The data —
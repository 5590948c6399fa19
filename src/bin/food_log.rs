fn main() -> anyhow::Result<()> {
    food_lens::cli::run()
}
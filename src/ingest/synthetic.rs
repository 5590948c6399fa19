//! Synthetic frame source (`stub://`).
//!
//! Produces a moving gradient at the configured size. Useful with the
//! `scripted` or `null` detector backends where pixel content is irrelevant.

use anyhow::Result;
use std::time::Instant;

use super::{FrameSource, SourceStats};
use crate::config::CameraSettings;
use crate::frame::Frame;

pub struct SyntheticSource {
    settings: CameraSettings,
    frame_count: u64,
    scene_state: u8,
    connected: bool,
}

impl SyntheticSource {
    pub fn new(settings: CameraSettings) -> Self {
        Self {
            settings,
            frame_count: 0,
            scene_state: 0,
            connected: false,
        }
    }

    fn generate_synthetic_pixels(&mut self) -> Vec<u8> {
        let pixel_count = (self.settings.width as usize) * (self.settings.height as usize) * 3;
        if self.frame_count % 50 == 0 {
            self.scene_state = self.scene_state.wrapping_add(1);
        }
        let mut pixels = vec![0u8; pixel_count];
        for (i, pixel) in pixels.iter_mut().enumerate() {
            *pixel = ((i as u64 + self.frame_count + self.scene_state as u64) % 256) as u8;
        }
        pixels
    }
}

impl FrameSource for SyntheticSource {
    fn connect(&mut self) -> Result<()> {
        log::info!("SyntheticSource: connected to {}", self.settings.url);
        self.connected = true;
        Ok(())
    }

    fn next_frame(&mut self) -> Result<Option<Frame>> {
        if self
            .settings
            .max_frames
            .is_some_and(|max| self.frame_count >= max)
        {
            return Ok(None);
        }
        self.frame_count += 1;
        let pixels = self.generate_synthetic_pixels();
        let frame = Frame::new(
            pixels,
            self.settings.width,
            self.settings.height,
            Instant::now(),
        )?;
        Ok(Some(frame))
    }

    fn is_healthy(&self) -> bool {
        self.connected
    }

    fn stats(&self) -> SourceStats {
        SourceStats {
            frames_captured: self.frame_count,
            url: self.settings.url.clone(),
        }
    }
}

Assigned task —
Looking at the data above, show all lines where the word "Result" occurs.

Exercise response —
fn main() -> anyhow::Result<()> {
use anyhow::Result;
    fn connect(&mut self) -> Result<()> {
    fn next_frame(&mut self) -> Result<Option<Frame>> {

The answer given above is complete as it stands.